Yahoo (YHOO) shares fell about 2% in after hours trading to $28.44, however, as shareholders digested the new plan and the news that Charles Schwab has stepped down from the board, marking the second director to resign in just two months.

Board member Max Levchin departed in December. Shares closed Tuesday at $29.08 down 1.66%.

Mayer’s plan to simply the business through downsizing is likely aimed at pleasing shareholders who have been calling on her to concede that her turnaround plan has failed and put the core Web businesses up for sale.

But some Yahoo shareholders said they were not impressed by Tuesday’s plan. Yahoo’s simplification strategy “does not fully address the core issues which have destroyed shareholder value – poor capital allocation, bad strategic partnerships, out of control spending and a bloated workforce,” hedge fund firm SpringOwl said in an emailed statement.

SpringOwl has previously called for Yahoo to radically cut costs and hire a new CEO to carry it out.

Last month, hedge fund investor Starboard Value threatened a board battle unless “significant change” is made, including a new CEO and efforts to sell the company.

In all, Yahoo said it will reduce operating expenses by more than $400 million by the end of 2016 by dropping support for products like Yahoo Games. It also plans to raise as much as $1 billion in cash through the sale of non-strategic assets, including real estate.

“We believe a simplified Yahoo will increase shareholder value over the long term,” said CEO Marissa Mayer during a conference call Tuesday. “Having fewer products means we can improve those products faster and increase profitability and focus.”

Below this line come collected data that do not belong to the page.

//! Momentum-based stochastic gradient descent for the mixture parameters.
//!
//! One run fits a single empirical CDF table by minimizing the squared error
//! between the mixture CDF and the empirical ordinates, one row at a time:
//!
//! - Partial derivatives are symmetric finite differences with step
//!   [`GRADIENT_STEP`](crate::constants::GRADIENT_STEP):
//!   `d/dx err ≈ (err(x + h/2) - err(x - h/2)) / h`.
//! - Each raw derivative is blended with the previous step through a fixed
//!   momentum coefficient before being applied.
//! - A running exponential blend of the Euclidean norm of the three steps
//!   (`avg_delta`) tracks how much the parameters are still moving; the run
//!   terminates once it drops below tolerance.
//! - After an epoch whose running norm increased, the learning rate is backed
//!   off — a local minimum was likely overshot.
//!
//! The run is deterministic given a seed: the table reshuffle order and the
//! initial `alpha`/`beta` draws all come from one `Xoshiro256PlusPlus`
//! instantiated per run, so concurrent fits never share generator state.

use rand::{Rng, SeedableRng};
use rand_xoshiro::Xoshiro256PlusPlus;
use tracing::{debug, trace};

use crate::constants::{
    CONVERGENCE_TOLERANCE, DEFAULT_MAX_EPOCHS, GRADIENT_STEP, INITIAL_LEARNING_RATE,
    LEARNING_RATE_BACKOFF, MOMENTUM,
};
use crate::ecdf::{EmpiricalCdf, EmpiricalPoint};
use crate::error::FitError;
use crate::model::model_cdf;
use crate::types::BumParameters;

/// Tunable knobs for one fitting run.
///
/// The defaults reproduce the reference schedule; they are exposed mainly so
/// tests can tighten the epoch ceiling or relax the tolerance.
#[derive(Debug, Clone)]
pub struct SgdOptions {
    /// Finite-difference step `h`; also bounds the domain clamps.
    pub gradient_step: f64,
    /// Terminate once the running update norm drops below this.
    pub tolerance: f64,
    /// Momentum coefficient in `[0, 1)`.
    pub momentum: f64,
    /// Learning rate at the start of the run.
    pub initial_learning_rate: f64,
    /// Learning-rate multiplier after a worsening epoch.
    pub learning_rate_backoff: f64,
    /// Epoch ceiling; exceeded runs fail with `NonConvergence`.
    pub max_epochs: usize,
}

impl Default for SgdOptions {
    fn default() -> Self {
        Self {
            gradient_step: GRADIENT_STEP,
            tolerance: CONVERGENCE_TOLERANCE,
            momentum: MOMENTUM,
            initial_learning_rate: INITIAL_LEARNING_RATE,
            learning_rate_backoff: LEARNING_RATE_BACKOFF,
            max_epochs: DEFAULT_MAX_EPOCHS,
        }
    }
}

/// Result of a converged fitting run, with its diagnostics.
#[derive(Debug, Clone)]
pub struct SgdFit {
    /// The fitted parameter triple.
    pub params: BumParameters,
    /// Epochs consumed before the tolerance was met.
    pub epochs: usize,
    /// Running update norm at termination.
    pub avg_delta: f64,
    /// Learning rate at termination, after any annealing.
    pub learning_rate: f64,
}

/// Descent state threaded through the loop as a value.
#[derive(Debug, Clone, Copy)]
struct SgdState {
    params: BumParameters,
    /// Momentum-blended steps for (pi0, alpha, beta).
    delta: [f64; 3],
    /// Running exponential blend of the step norms.
    avg_delta: f64,
}

/// Fit the mixture parameters to one empirical CDF table.
///
/// The table is reshuffled in place at every epoch; its `(p, cdf)` pairs are
/// otherwise untouched. Same seed + same table = same fit.
///
/// # Errors
///
/// `NonConvergence` if the running update norm has not met tolerance within
/// `options.max_epochs` epochs.
pub fn fit(
    table: &mut EmpiricalCdf,
    options: &SgdOptions,
    seed: u64,
) -> Result<SgdFit, FitError> {
    let mut rng = Xoshiro256PlusPlus::seed_from_u64(seed);
    let h = options.gradient_step;

    // pi0 starts at 1.0: conservatively assume every hypothesis is null until
    // the data argues otherwise. The shape draws are clamped into the same
    // domain the per-step updates enforce, so every perturbed evaluation of
    // the Beta CDF stays inside alpha > 0, beta > 1.
    let mut state = SgdState {
        params: BumParameters {
            pi0: 1.0,
            alpha: rng.random::<f64>().clamp(h, 1.0 - h),
            beta: (1.0 + 9.0 * rng.random::<f64>()).max(1.0 + h),
        },
        delta: [0.0; 3],
        avg_delta: 1.0,
    };
    let mut learning_rate = options.initial_learning_rate;

    for epoch in 1..=options.max_epochs {
        let old_delta = state.avg_delta;
        state = run_epoch(table, state, learning_rate, options, &mut rng);

        if old_delta < state.avg_delta {
            learning_rate *= options.learning_rate_backoff;
        }
        debug!(
            epoch,
            avg_delta = state.avg_delta,
            learning_rate,
            pi0 = state.params.pi0,
            alpha = state.params.alpha,
            beta = state.params.beta,
            "descent epoch"
        );

        if state.avg_delta < options.tolerance {
            return Ok(SgdFit {
                params: state.params,
                epochs: epoch,
                avg_delta: state.avg_delta,
                learning_rate,
            });
        }
    }

    Err(FitError::NonConvergence {
        epochs: options.max_epochs,
        avg_delta: state.avg_delta,
    })
}

/// One pass over the reshuffled table.
fn run_epoch<R: Rng + ?Sized>(
    table: &mut EmpiricalCdf,
    mut state: SgdState,
    learning_rate: f64,
    options: &SgdOptions,
    rng: &mut R,
) -> SgdState {
    table.shuffle(rng);

    let blend = 1.0 - options.momentum;
    for point in table.points() {
        // All three derivatives are taken against the un-updated triple; the
        // clamped update is applied only after the running norm is blended.
        let grad = gradients(point, &state.params, options.gradient_step);
        for k in 0..3 {
            state.delta[k] = options.momentum * state.delta[k] + blend * learning_rate * grad[k];
        }

        let norm =
            (state.delta[0] * state.delta[0] + state.delta[1] * state.delta[1]
                + state.delta[2] * state.delta[2])
                .sqrt();
        state.avg_delta = (state.avg_delta + norm) / 2.0;
        trace!(avg_delta = state.avg_delta, "descent step");

        state.params = apply_update(state.params, &state.delta, options.gradient_step);
    }

    state
}

/// Squared error of the mixture CDF against one empirical ordinate.
#[inline]
fn squared_error(point: &EmpiricalPoint, params: &BumParameters) -> f64 {
    let diff = point.cdf - model_cdf(point.p, params);
    diff * diff
}

/// Symmetric finite-difference partials of the squared error w.r.t.
/// (pi0, alpha, beta).
fn gradients(point: &EmpiricalPoint, params: &BumParameters, h: f64) -> [f64; 3] {
    let half = h / 2.0;
    [
        (squared_error(point, &params.with_pi0(params.pi0 + half))
            - squared_error(point, &params.with_pi0(params.pi0 - half)))
            / h,
        (squared_error(point, &params.with_alpha(params.alpha + half))
            - squared_error(point, &params.with_alpha(params.alpha - half)))
            / h,
        (squared_error(point, &params.with_beta(params.beta + half))
            - squared_error(point, &params.with_beta(params.beta - half)))
            / h,
    ]
}

/// Descend along the blended steps and clamp back into the valid domain.
///
/// The clamps keep `alpha` and `beta` far enough inside their bounds that the
/// next round of `±h/2` perturbations cannot leave the Beta domain.
fn apply_update(params: BumParameters, delta: &[f64; 3], h: f64) -> BumParameters {
    BumParameters {
        pi0: (params.pi0 - delta[0]).clamp(0.0, 1.0),
        alpha: (params.alpha - delta[1]).clamp(h, 1.0 - h),
        beta: (params.beta - delta[2]).max(1.0 + h),
    }
}
//! Configuration for partitioned mixture fitting.

use bumfit_core::constants::DEFAULT_SEED;
use bumfit_core::SgdOptions;

/// Default number of p-values one partition-local fit consumes.
pub const DEFAULT_SAMPLES_PER_FIT: usize = 5000;

/// Default smallest trailing chunk still worth fitting on its own.
pub const DEFAULT_MIN_FIT_SIZE: usize = 8;

/// Configuration options for [`BumEstimator`](crate::BumEstimator).
#[derive(Debug, Clone)]
pub struct FitConfig {
    // =========================================================================
    // Partition chunking
    // =========================================================================
    /// Number of p-values a partition-local fit consumes before emitting one
    /// partial fit.
    ///
    /// A partition holding more p-values than this yields multiple partial
    /// fits; the weighted aggregation makes that equivalent to one big fit in
    /// expectation while bounding per-fit memory. Default: 5,000.
    pub samples_per_fit: usize,

    /// Smallest trailing chunk still fitted on its own.
    ///
    /// A partition's final chunk is usually shorter than `samples_per_fit`;
    /// it is still fitted (its weight reflects its true length) unless it is
    /// shorter than this, in which case it is skipped — a one- or two-point
    /// empirical CDF carries no usable shape. Default: 8.
    pub min_fit_size: usize,

    // =========================================================================
    // Descent schedule
    // =========================================================================
    /// Knobs forwarded to every per-chunk descent run.
    pub sgd: SgdOptions,

    // =========================================================================
    // Reproducibility
    // =========================================================================
    /// Base seed. Each chunk's generator is seeded from this plus the
    /// partition and chunk indices, so parallel runs are reproducible and
    /// mutually independent.
    pub seed: u64,
}

impl Default for FitConfig {
    fn default() -> Self {
        Self {
            samples_per_fit: DEFAULT_SAMPLES_PER_FIT,
            min_fit_size: DEFAULT_MIN_FIT_SIZE,
            sgd: SgdOptions::default(),
            seed: DEFAULT_SEED,
        }
    }
}
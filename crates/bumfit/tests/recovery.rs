//! Parameter recovery on synthetic batches with known ground truth.
//!
//! Stochastic but seed-controlled: every generator involved is seeded, so
//! these tests are deterministic run to run.

use bumfit::synthetic::Mixture;
use bumfit::BumEstimator;

fn init_tracing() {
    use tracing_subscriber::EnvFilter;
    let _ = tracing_subscriber::fmt()
        .with_env_filter(EnvFilter::from_default_env())
        .try_init();
}

#[test]
fn test_recovers_known_mixture_parameters() {
    init_tracing();

    let truth = Mixture::new(0.7, 0.4, 4.0);
    let batch = truth.sample(5000, 42);

    let partials = BumEstimator::new()
        .samples_per_fit(5000)
        .seed(42)
        .fit_partition(&batch, 0)
        .expect("fit should converge on a well-behaved synthetic batch");
    assert_eq!(partials.len(), 1);
    let fit = partials[0];

    assert_eq!(fit.count, 5000);
    assert!(
        (fit.pi0 - truth.pi0).abs() < 0.05,
        "pi0 recovery: expected {} ± 0.05, got {}",
        truth.pi0,
        fit.pi0
    );
    assert!(
        (fit.alpha - truth.alpha).abs() < 0.05,
        "alpha recovery: expected {} ± 0.05, got {}",
        truth.alpha,
        fit.alpha
    );
    assert!(
        (fit.beta - truth.beta).abs() < 0.05,
        "beta recovery: expected {} ± 0.05, got {}",
        truth.beta,
        fit.beta
    );
}

#[test]
fn test_partitioned_fit_close_to_single_fit() {
    init_tracing();

    let truth = Mixture::new(0.6, 0.3, 5.0);
    // Four partitions of one shared population
    let partitions: Vec<Vec<f64>> = (0..4).map(|i| truth.sample(1500, 100 + i)).collect();

    let estimator = BumEstimator::new().samples_per_fit(1500).seed(7);
    let global = estimator.fit(&partitions).unwrap();

    assert_eq!(global.count, 6000);
    assert!(
        (global.pi0 - truth.pi0).abs() < 0.1,
        "aggregated pi0 should sit near the shared truth: expected {} ± 0.1, got {}",
        truth.pi0,
        global.pi0
    );
}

However, the changes will also result in a “transition year” with lower revenue and earnings, she said.

Yahoo expects revenue after subtracting the cost of traffic acquisition will range, in the first quarter 2016, from $820 million to $820 million, a decline of at least 14%, and for fiscal year 2016 revenue of $3.4 billion to $3.6 billion, a 12% drop.

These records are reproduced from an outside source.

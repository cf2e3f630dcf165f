//! Textual wire format for persisted fits.
//!
//! One fit per line, four tab-separated `key: value` fields in fixed order:
//!
//! ```text
//! pi0: <f64>\talpha: <f64>\tbeta: <f64>\tcount: <u64>
//! ```
//!
//! This is the canonical tuple the aggregation layer exchanges and the form
//! a previously persisted global fit is parsed back out of before solving
//! for a cutoff. `decode` is a typed parser over that grammar, not a
//! substring search: unknown layouts are rejected with a field-level error.

use std::fmt;

use bumfit_core::PartialFit;

/// Errors from decoding a persisted fit line.
#[derive(Debug, Clone, PartialEq, Eq)]
pub enum WireError {
    /// The line ended before the named field.
    MissingField {
        /// The field that was expected next.
        field: &'static str,
    },

    /// A field did not start with its `key: ` prefix.
    MalformedField {
        /// The field that was expected.
        field: &'static str,
        /// What the line held instead.
        found: String,
    },

    /// A field's value failed to parse as a number.
    InvalidNumber {
        /// The field whose value was unparseable.
        field: &'static str,
        /// The offending value text.
        value: String,
    },

    /// Content remained after the last field.
    TrailingContent {
        /// The unexpected remainder.
        found: String,
    },
}

impl fmt::Display for WireError {
    fn fmt(&self, f: &mut fmt::Formatter<'_>) -> fmt::Result {
        match self {
            WireError::MissingField { field } => {
                write!(f, "fit line ended before field '{}'", field)
            }
            WireError::MalformedField { field, found } => {
                write!(f, "expected field '{}', found '{}'", field, found)
            }
            WireError::InvalidNumber { field, value } => {
                write!(f, "field '{}' holds unparseable number '{}'", field, value)
            }
            WireError::TrailingContent { found } => {
                write!(f, "unexpected content after count field: '{}'", found)
            }
        }
    }
}

impl std::error::Error for WireError {}

/// Render a fit as its canonical single-line form.
pub fn encode(fit: &PartialFit) -> String {
    format!(
        "pi0: {}\talpha: {}\tbeta: {}\tcount: {}",
        fit.pi0, fit.alpha, fit.beta, fit.count
    )
}

/// Parse a fit back out of its canonical single-line form.
///
/// A trailing newline is tolerated; anything else beyond the four fields is
/// rejected.
pub fn decode(line: &str) -> Result<PartialFit, WireError> {
    let mut fields = line.trim_end_matches(['\r', '\n']).split('\t');

    let pi0 = parse_f64(take_field(&mut fields, "pi0")?, "pi0")?;
    let alpha = parse_f64(take_field(&mut fields, "alpha")?, "alpha")?;
    let beta = parse_f64(take_field(&mut fields, "beta")?, "beta")?;
    let count_text = take_field(&mut fields, "count")?;
    let count = count_text
        .parse::<u64>()
        .map_err(|_| WireError::InvalidNumber {
            field: "count",
            value: count_text.to_string(),
        })?;

    if let Some(rest) = fields.next() {
        return Err(WireError::TrailingContent {
            found: rest.to_string(),
        });
    }

    Ok(PartialFit {
        pi0,
        alpha,
        beta,
        count,
    })
}

/// Pull the next tab-separated field and strip its `key: ` prefix.
fn take_field<'a>(
    fields: &mut std::str::Split<'a, char>,
    key: &'static str,
) -> Result<&'a str, WireError> {
    let field = fields.next().ok_or(WireError::MissingField { field: key })?;
    field
        .strip_prefix(key)
        .and_then(|rest| rest.strip_prefix(": "))
        .ok_or_else(|| WireError::MalformedField {
            field: key,
            found: field.to_string(),
        })
}

fn parse_f64(text: &str, field: &'static str) -> Result<f64, WireError> {
    text.parse::<f64>().map_err(|_| WireError::InvalidNumber {
        field,
        value: text.to_string(),
    })
}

Yahoo Tuesday also reported fourth-quarter earnings of 13 cents, beating analysts’ expectations of 12 cents per share, according to S&P Capital IQ Consensus Estimates. Fourth quarter revenue of $1 billion beat estimates of $948 million.

Starboard — owners of 0.8% of Yahoo’s outstanding shares — initially urged Yahoo to spin off its 15% Alibaba stake. But the value of that stake fell from $40 billion to about $25 billion and in November Starboard urged Yahoo to reconsider selling some of its core assets instead.

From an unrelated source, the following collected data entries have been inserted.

//! Converts a target false discovery rate into a p-value cutoff.
//!
//! The q-value is non-decreasing in `p` for any valid fit, so the cutoff
//! where `q(p) = q*` can be found by bisection on `[0, 1]`.

use crate::constants::BOUND_TOLERANCE;
use crate::model::q_value;
use crate::types::{GlobalFit, SignificanceThreshold};

/// Bisection steps after which the search gives up tightening.
///
/// Ordinary targets converge in ~15 steps; the cap only matters for fits
/// whose q-value sits above the target arbitrarily close to zero, where the
/// relative-width test alone would keep halving indefinitely.
const MAX_BISECTION_STEPS: usize = 200;

/// Find the p-value cutoff whose q-value equals the target FDR.
///
/// If the fitted alternative fraction `1 - pi0` is at or below the target,
/// no cutoff can beat it and everything is accepted (`cutoff = 1`).
/// Otherwise bisects until the bracket's relative width is within
/// [`BOUND_TOLERANCE`](crate::constants::BOUND_TOLERANCE) and returns the
/// final midpoint.
///
/// # Panics
///
/// Panics if `target_fdr` is outside `(0, 1)` or the fit's parameters are
/// non-finite; both are caller contract violations.
pub fn significance_cutoff(fit: &GlobalFit, target_fdr: f64) -> SignificanceThreshold {
    assert!(
        target_fdr > 0.0 && target_fdr < 1.0,
        "target FDR must be in (0, 1), got {}",
        target_fdr
    );
    let params = fit.params();
    assert!(
        params.pi0.is_finite() && params.alpha.is_finite() && params.beta.is_finite(),
        "fit parameters must be finite"
    );

    // Too few alternatives to ever beat the target: accept everything.
    if 1.0 - params.pi0 <= target_fdr {
        return SignificanceThreshold { cutoff: 1.0 };
    }

    let mut lower = 0.0_f64;
    let mut upper = 1.0_f64;
    let mut remaining = MAX_BISECTION_STEPS;
    let cutoff = loop {
        let guess = (lower + upper) / 2.0;
        if q_value(guess, &params) <= target_fdr {
            lower = guess;
        } else {
            upper = guess;
        }
        remaining -= 1;
        if (upper - lower) / upper <= BOUND_TOLERANCE || remaining == 0 {
            break guess;
        }
    };

    SignificanceThreshold { cutoff }
}

#[cfg(test)]
mod tests {
    use super::*;
    use crate::types::PartialFit;

    fn fit(pi0: f64, alpha: f64, beta: f64) -> GlobalFit {
        PartialFit {
            pi0,
            alpha,
            beta,
            count: 5000,
        }
    }

    #[test]
    fn test_short_circuit_when_alternatives_scarce() {
        // 1 - pi0 = 0.05 <= q* = 0.05: accept everything
        let threshold = significance_cutoff(&fit(0.95, 0.4, 4.0), 0.05);
        assert_eq!(threshold.cutoff, 1.0);

        // And strictly scarcer
        let threshold = significance_cutoff(&fit(0.99, 0.4, 4.0), 0.05);
        assert_eq!(threshold.cutoff, 1.0);
    }

    #[test]
    fn test_cutoff_hits_target_q_value() {
        let global = fit(0.7, 0.4, 4.0);
        let target = 0.05;
        let threshold = significance_cutoff(&global, target);

        assert!(threshold.cutoff > 0.0 && threshold.cutoff < 1.0);
        let q = q_value(threshold.cutoff, &global.params());
        assert!(
            (q - target).abs() < 0.01,
            "q at the cutoff should be close to the target: got {}",
            q
        );
    }

    #[test]
    fn test_tighter_target_gives_smaller_cutoff() {
        let global = fit(0.7, 0.4, 4.0);
        let loose = significance_cutoff(&global, 0.10).cutoff;
        let tight = significance_cutoff(&global, 0.01).cutoff;
        assert!(
            tight < loose,
            "a stricter FDR target must lower the cutoff: {} vs {}",
            tight,
            loose
        );
    }

    #[test]
    #[should_panic(expected = "target FDR must be in (0, 1)")]
    fn test_target_of_zero_rejected() {
        significance_cutoff(&fit(0.7, 0.4, 4.0), 0.0);
    }
}
//! Tuning constants used throughout the crate.

/// Default deterministic seed for fitting runs.
///
/// This seed ensures reproducibility: same seed + same batch = same fit.
/// The value `0x7076616C7565` is "pvalue" encoded in ASCII.
pub const DEFAULT_SEED: u64 = 0x7076616C7565;

/// Step size for the symmetric finite-difference gradients.
///
/// Each partial derivative is estimated as
/// `(err(x + h/2) - err(x - h/2)) / h` with this `h`. The same value bounds
/// the parameter clamps so that perturbed evaluations stay inside the Beta
/// domain. Deliberately a separate constant from [`CONVERGENCE_TOLERANCE`],
/// even though they share a value.
pub const GRADIENT_STEP: f64 = 1e-4;

/// Termination threshold for the running update norm.
///
/// Corresponds to four significant digits in the fitted parameters.
pub const CONVERGENCE_TOLERANCE: f64 = 1e-4;

/// Momentum coefficient blending each raw gradient with the previous step.
pub const MOMENTUM: f64 = 0.5;

/// Learning rate at the start of a fitting run.
pub const INITIAL_LEARNING_RATE: f64 = 2.0;

/// Multiplier applied to the learning rate after an epoch whose running
/// update norm increased (a likely overshoot of a local minimum).
pub const LEARNING_RATE_BACKOFF: f64 = 0.9;

/// Default ceiling on fitting epochs before the run is abandoned as
/// non-convergent.
pub const DEFAULT_MAX_EPOCHS: usize = 1000;

/// Relative interval width at which the cutoff bisection terminates.
pub const BOUND_TOLERANCE: f64 = 1e-4;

Tuesday’s announced layoffs are just the latest in a history of large layoffs conducted by Yahoo. Most recently, Yahoo CEO Scott Thompson in April 2012 announced the company’s largest staff reduction of about 2,000 employees or 14% of the 14,100 workers.

In advance of Tuesday’s announcement, analysts’ expectations of layoffs ranged from 10% to 25% of the company’s nearly 11,000 estimated employees.